After a hot start this season from Kyle Higashioka, Aaron Boone has said that the catcher has “earned more playing time.” He has made the most of his opportunities and with a struggling Gary Sanchez, it’s a no brainer to keep sending out Higgy. But have the Yankees overlooked Higgy the last couple of year? Let’s dive into the stats.
Throughout his major league career, the catcher has only 219 at bats despite playing in every season since 2017. In those 219 at bats he has hit .201 but with intriguing power. In 219 career at bats, Higgy has 14 HR’s. That HR rate averages out to 38 HR’s over 6oo at bats. What I find even more intriguing about this stat, is that he has averaged such high rates of power without playing everyday.

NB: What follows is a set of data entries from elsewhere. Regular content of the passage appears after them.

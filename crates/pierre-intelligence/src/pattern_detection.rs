// ABOUTME: Pattern detection for training analysis including weekly schedules and overtraining signals
// ABOUTME: Detects training patterns, hard/easy day alternation, and early warning signs of overtraining
//
// SPDX-License-Identifier: MIT OR Apache-2.0
// Copyright (c) 2025 Pierre Fitness Intelligence

use crate::models::Activity;
use crate::training_load::RiskLevel;
use chrono::{Datelike, Timelike, Weekday};
use serde::{Deserialize, Serialize};
use std::collections::HashMap;

/// Minimum activities needed for pattern detection
const MIN_ACTIVITIES_FOR_PATTERN: usize = 6;

/// HR drift threshold for overtraining detection (percent)
const HR_DRIFT_THRESHOLD_PERCENT: f64 = 5.0;

/// Volume spike threshold for injury risk (percent)
const VOLUME_SPIKE_THRESHOLD_PERCENT: f64 = 10.0;

/// Weekly schedule pattern analysis
#[derive(Debug, Clone, Serialize, Deserialize)]
pub struct WeeklySchedulePattern {
    /// Most common training days (sorted by frequency)
    pub most_common_days: Vec<Weekday>,
    /// Day frequency (how many times each day was used)
    pub day_frequencies: HashMap<String, u32>,
    /// Most common training times (hour of day)
    pub most_common_times: Vec<u32>,
    /// Consistency score (0-100) based on regularity
    pub consistency_score: f64,
    /// Average activities per week
    pub avg_activities_per_week: f64,
}

/// Hard/easy day alternation pattern
#[derive(Debug, Clone, Serialize, Deserialize)]
pub struct HardEasyPattern {
    /// Whether a hard/easy pattern is detected
    pub pattern_detected: bool,
    /// Description of the pattern
    pub pattern_description: String,
    /// Percentage of activities that are "hard" (high intensity)
    pub hard_percentage: f64,
    /// Percentage of activities that are "easy" (low intensity)
    pub easy_percentage: f64,
    /// Whether proper recovery is being taken
    pub adequate_recovery: bool,
}

/// Overtraining warning signals
#[derive(Debug, Clone, Serialize, Deserialize)]
pub struct OvertrainingSignals {
    /// HR drift detected (elevated HR for same pace)
    pub hr_drift_detected: bool,
    /// Average HR drift percentage
    pub hr_drift_percent: Option<f64>,
    /// Performance decline detected
    pub performance_decline: bool,
    /// Insufficient recovery detected (high frequency without rest)
    pub insufficient_recovery: bool,
    /// Overall risk level
    pub risk_level: RiskLevel,
    /// Detailed warning messages
    pub warnings: Vec<String>,
}

/// Volume progression pattern
#[derive(Debug, Clone, Serialize, Deserialize)]
pub struct VolumeProgressionPattern {
    /// Weekly volumes in chronological order (total distance in km)
    pub weekly_volumes: Vec<f64>,
    /// Week numbers (relative, starting from 0)
    pub week_numbers: Vec<u32>,
    /// Volume trend (increasing/stable/decreasing)
    pub trend: VolumeTrend,
    /// Whether dangerous volume spikes detected (>10% increase)
    pub volume_spikes_detected: bool,
    /// Weeks with volume spikes
    pub spike_weeks: Vec<u32>,
    /// Recommended action
    pub recommendation: String,
}

/// Volume trend direction
#[derive(Debug, Clone, Copy, PartialEq, Eq, Serialize, Deserialize)]
pub enum VolumeTrend {
    /// Training volume is increasing over time
    Increasing,
    /// Training volume is remaining steady
    Stable,
    /// Training volume is decreasing over time
    Decreasing,
}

I decided to take a look at his minor league stats to see if he’s always had this kind of power. Once again, I was shocked. Throughout the first eight years of his professional career, Higashioka had very limited power at the plate. His average sat in the mid .200’s and it was no surprise to me why he wasn’t viewed as a top prospect throughout these years. Higgy broke into professional baseball at 18 years old, so for many of these years he was still developing and maturing. 2016 was the year he really started hitting with power and it came out of nowhere. He hit 21 HR’s in 416 AB’s. Prior to 2016, he never hit more than eight home runs in a season.
Three separate injuries kept him sidelined most of 2017. 2018 between AAA and the major leagues, his power wasn’t were it once was. It wasn’t until 2019 where his power started opening people’s eyes again. In 2019, in AAA, Higgy hit 20 HR’s in 270 AB’s. He also showed some power in the major leagues last year as well. In an extremely limited sample size, Higgy once again showed some power and hit 4 HR’s in 48 at bats. Now we’re in 2020 and Higgy is once again hitting for power.

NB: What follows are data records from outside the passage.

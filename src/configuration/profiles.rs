// Licensed under the Apache License, Version 2.0 <LICENSE-APACHE or
// http://www.apache.org/licenses/LICENSE-2.0> or the MIT license
// <LICENSE-MIT or http://opensource.org/licenses/MIT>, at your
// option. This file may not be copied, modified, or distributed
// except according to those terms.

//! Configuration profiles for different user types and use cases

use serde::{Deserialize, Serialize};
use std::collections::HashMap;

/// Predefined configuration profiles
#[derive(Debug, Clone, Serialize, Deserialize, PartialEq)]
#[serde(tag = "type")]
pub enum ConfigProfile {
    /// Default configuration with standard thresholds
    Default,

    /// Research-grade detailed analysis
    Research {
        /// Multiplier for sensitivity in analysis (1.0 = normal, >1.0 = more sensitive)
        sensitivity_multiplier: f64,
        /// Level of zone granularity
        zone_granularity: ZoneGranularity,
        /// Statistical confidence level for analysis
        statistical_confidence: f64,
    },

    /// Elite athlete with strict thresholds
    Elite {
        /// Performance adjustment factor (>1.0 for higher standards)
        performance_factor: f64,
        /// Recovery sensitivity multiplier
        recovery_sensitivity: f64,
    },

    /// Recreational athlete with forgiving analysis
    Recreational {
        /// Positive bias in performance assessment (0.0-1.0)
        motivation_bias: f64,
        /// Threshold tolerance multiplier (>1.0 for more forgiving)
        threshold_tolerance: f64,
    },

    /// Beginner with educational focus
    Beginner {
        /// Reduce thresholds by this factor
        threshold_reduction: f64,
        /// Simplify metrics for easier understanding
        simplified_metrics: bool,
    },

    /// Medical/rehabilitation context
    Medical {
        /// Maximum allowed intensity (0.0-1.0)
        max_intensity: f64,
        /// Use conservative thresholds
        conservative_thresholds: bool,
        /// Additional safety margin
        safety_margin: f64,
    },

    /// Sport-specific optimization
    SportSpecific {
        /// Primary sport
        sport: String,
        /// Sport-specific parameter overrides
        specialization_factors: HashMap<String, f64>,
    },

    /// Custom configuration
    Custom {
        /// Profile name
        name: String,
        /// Profile description
        description: String,
        /// Custom parameter overrides
        overrides: HashMap<String, f64>,
    },
}

impl ConfigProfile {
    /// Get the profile name
    pub fn name(&self) -> String {
        match self {
            Self::Default => "default".to_string(),
            Self::Research { .. } => "research".to_string(),
            Self::Elite { .. } => "elite".to_string(),
            Self::Recreational { .. } => "recreational".to_string(),
            Self::Beginner { .. } => "beginner".to_string(),
            Self::Medical { .. } => "medical".to_string(),
            Self::SportSpecific { sport, .. } => format!("sport_{}", sport.to_lowercase()),
            Self::Custom { name, .. } => name.clone(),
        }
    }

    /// Create an elite profile from VO2 max
    pub fn elite_from_vo2_max(vo2_max: f64) -> Self {
        let performance_factor = match vo2_max {
            v if v >= 70.0 => 1.2,  // Professional level
            v if v >= 60.0 => 1.15, // Competitive amateur
            v if v >= 50.0 => 1.1,  // Strong recreational
            _ => 1.05,              // Standard elite
        };

        Self::Elite {
            performance_factor,
            recovery_sensitivity: 1.2,
        }
    }

    /// Get parameter adjustments for this profile
    pub fn get_adjustments(&self) -> HashMap<String, f64> {
        let mut adjustments = HashMap::new();

        match self {
            Self::Research {
                sensitivity_multiplier,
                ..
            } => {
                adjustments.insert(
                    "sensitivity_multiplier".to_string(),
                    *sensitivity_multiplier,
                );
                adjustments.insert("analysis_depth".to_string(), 2.0); // Double analysis depth
            }

            Self::Elite {
                performance_factor,
                recovery_sensitivity,
            } => {
                adjustments.insert("threshold_multiplier".to_string(), *performance_factor);
                adjustments.insert("recovery_sensitivity".to_string(), *recovery_sensitivity);
                adjustments.insert("performance_standards".to_string(), 1.15);
            }

            Self::Recreational {
                threshold_tolerance,
                ..
            } => {
                adjustments.insert("threshold_multiplier".to_string(), *threshold_tolerance);
                adjustments.insert("effort_scaling".to_string(), 0.9); // Slightly easier effort scores
            }

            Self::Beginner {
                threshold_reduction,
                ..
            } => {
                adjustments.insert("threshold_multiplier".to_string(), *threshold_reduction);
                adjustments.insert("zone_buffer".to_string(), 1.1); // 10% buffer between zones
                adjustments.insert("achievement_sensitivity".to_string(), 1.2); // More achievements
            }

            Self::Medical {
                max_intensity,
                safety_margin,
                ..
            } => {
                adjustments.insert("max_intensity".to_string(), *max_intensity);
                adjustments.insert("safety_margin".to_string(), *safety_margin);
                adjustments.insert("conservative_factor".to_string(), 0.8);
            }

            Self::SportSpecific {
                specialization_factors,
                ..
            } => {
                for (key, value) in specialization_factors {
                    adjustments.insert(key.clone(), *value);
                }
            }

            Self::Custom { overrides, .. } => {
                for (key, value) in overrides {
                    adjustments.insert(key.clone(), *value);
                }
            }

            Self::Default => {
                // No adjustments for default
            }
        }

        adjustments
    }
}

impl Default for ConfigProfile {
    fn default() -> Self {
        Self::Default
    }
}

/// Zone analysis granularity
#[derive(Debug, Clone, Copy, Serialize, Deserialize, PartialEq)]
pub enum ZoneGranularity {
    /// Standard 5-zone model
    Standard,
    /// Fine 7-zone model
    Fine,
    /// Ultra-fine 10-zone model for research
    UltraFine,
}

/// Athlete fitness level
#[derive(Debug, Clone, Copy, Serialize, Deserialize, PartialEq)]
pub enum FitnessLevel {
    Beginner,
    Recreational,
    Intermediate,
    Advanced,
    Elite,
    Professional,
}

impl FitnessLevel {
    /// Get threshold adjustment factor for fitness level
    pub fn threshold_factor(&self) -> f64 {
        match self {
            Self::Beginner => 0.85,
            Self::Recreational => 0.90,
            Self::Intermediate => 0.95,
            Self::Advanced => 1.0,
            Self::Elite => 1.05,
            Self::Professional => 1.1,
        }
    }

    /// Create from VO2 max value
    pub fn from_vo2_max(vo2_max: f64, age: Option<u16>, gender: Option<&str>) -> Self {
        // Adjust for age if provided
        let age_adjusted_vo2 = if let Some(age) = age {
            // VO2 max declines approximately 1% per year after age 25
            let age_factor = if age > 25 {
                1.0 - ((age - 25) as f64 * 0.01)
            } else {
                1.0
            };
            vo2_max / age_factor.max(0.7)
        } else {
            vo2_max
        };

        // Get thresholds from configuration catalog
        use super::catalog::CatalogBuilder;
        let gender_prefix = match gender {
            Some("F") | Some("female") => "female",
            _ => "male", // Male or unspecified
        };

        let get_threshold = |level: &str| -> f64 {
            let key = format!("fitness.vo2_max_threshold_{}_{}", gender_prefix, level);
            CatalogBuilder::get_parameter(&key)
                .and_then(|param| match param.default_value {
                    super::runtime::ConfigValue::Float(v) => Some(v),
                    _ => None,
                })
                .unwrap_or({
                    // Fallback values if parameter not found
                    match (gender_prefix, level) {
                        ("female", "beginner") => 30.0,
                        ("female", "recreational") => 35.0,
                        ("female", "intermediate") => 42.0,
                        ("female", "advanced") => 50.0,
                        ("female", "elite") => 55.0,
                        ("male", "beginner") => 35.0,
                        ("male", "recreational") => 42.0,
                        ("male", "intermediate") => 50.0,
                        ("male", "advanced") => 55.0,
                        ("male", "elite") => 60.0,
                        _ => 50.0,
                    }
                })
        };

        let beginner_threshold = get_threshold("beginner");
        let recreational_threshold = get_threshold("recreational");
        let intermediate_threshold = get_threshold("intermediate");
        let advanced_threshold = get_threshold("advanced");
        let elite_threshold = get_threshold("elite");

        match age_adjusted_vo2 {
            v if v < beginner_threshold => Self::Beginner,
            v if v < recreational_threshold => Self::Recreational,
            v if v < intermediate_threshold => Self::Intermediate,
            v if v < advanced_threshold => Self::Advanced,
            v if v < elite_threshold => Self::Elite,
            _ => Self::Professional,
        }
    }
}

/// Profile templates for quick setup
pub struct ProfileTemplates;

impl ProfileTemplates {
    /// Get all available profile templates
    pub fn all() -> Vec<(String, ConfigProfile)> {
        vec![
            ("Default".to_string(), ConfigProfile::Default),
            (
                "Research".to_string(),
                ConfigProfile::Research {
                    sensitivity_multiplier: 1.5,
                    zone_granularity: ZoneGranularity::Fine,
                    statistical_confidence: 0.95,
                },
            ),
            (
                "Elite Athlete".to_string(),
                ConfigProfile::Elite {
                    performance_factor: 1.15,
                    recovery_sensitivity: 1.2,
                },
            ),
            (
                "Recreational Athlete".to_string(),
                ConfigProfile::Recreational {
                    motivation_bias: 0.1,
                    threshold_tolerance: 1.1,
                },
            ),
            (
                "Beginner".to_string(),
                ConfigProfile::Beginner {
                    threshold_reduction: 0.85,
                    simplified_metrics: true,
                },
            ),
            (
                "Medical/Rehab".to_string(),
                ConfigProfile::Medical {
                    max_intensity: 0.75,
                    conservative_thresholds: true,
                    safety_margin: 1.2,
                },
            ),
            (
                "Cycling Specialist".to_string(),
                ConfigProfile::SportSpecific {
                    sport: "cycling".to_string(),
                    specialization_factors: HashMap::from([
                        ("power_weight_importance".to_string(), 1.2),
                        ("aerodynamic_factor".to_string(), 1.1),
                        ("ftp_calculation_method".to_string(), 0.95),
                    ]),
                },
            ),
            (
                "Running Specialist".to_string(),
                ConfigProfile::SportSpecific {
                    sport: "running".to_string(),
                    specialization_factors: HashMap::from([
                        ("running_economy_factor".to_string(), 1.15),
                        ("cadence_importance".to_string(), 1.1),
                        ("vertical_oscillation_penalty".to_string(), 1.2),
                    ]),
                },
            ),
            (
                "Swimming Specialist".to_string(),
                ConfigProfile::SportSpecific {
                    sport: "swimming".to_string(),
                    specialization_factors: HashMap::from([
                        ("stroke_efficiency_weight".to_string(), 1.3),
                        ("breathing_pattern_factor".to_string(), 1.1),
                        ("turn_efficiency".to_string(), 1.05),
                    ]),
                },
            ),
        ]
    }

    /// Get a profile template by name
    pub fn get(name: &str) -> Option<ConfigProfile> {
        Self::all()
            .into_iter()
            .find(|(n, _)| n.eq_ignore_ascii_case(name))
            .map(|(_, profile)| profile)
    }
}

He leads the position players on the team with a .8 WAR and continues to provide great defense behind the plate. Yankees catching coach Tanner Swanson has said “[Higashioka] just has really elite glove skill…I think his hands work extremely well. They’re smooth, quiet. He’s got really strong pocket accuracy and subtly manipulates pitches back to the strike zone. He’s refined the art of that skill and is really, really consistent doing so.”
It’ll be interesting to see if Higgy can keep this tear going. Maybe he was the one Yankees catching prospect who was overlooked.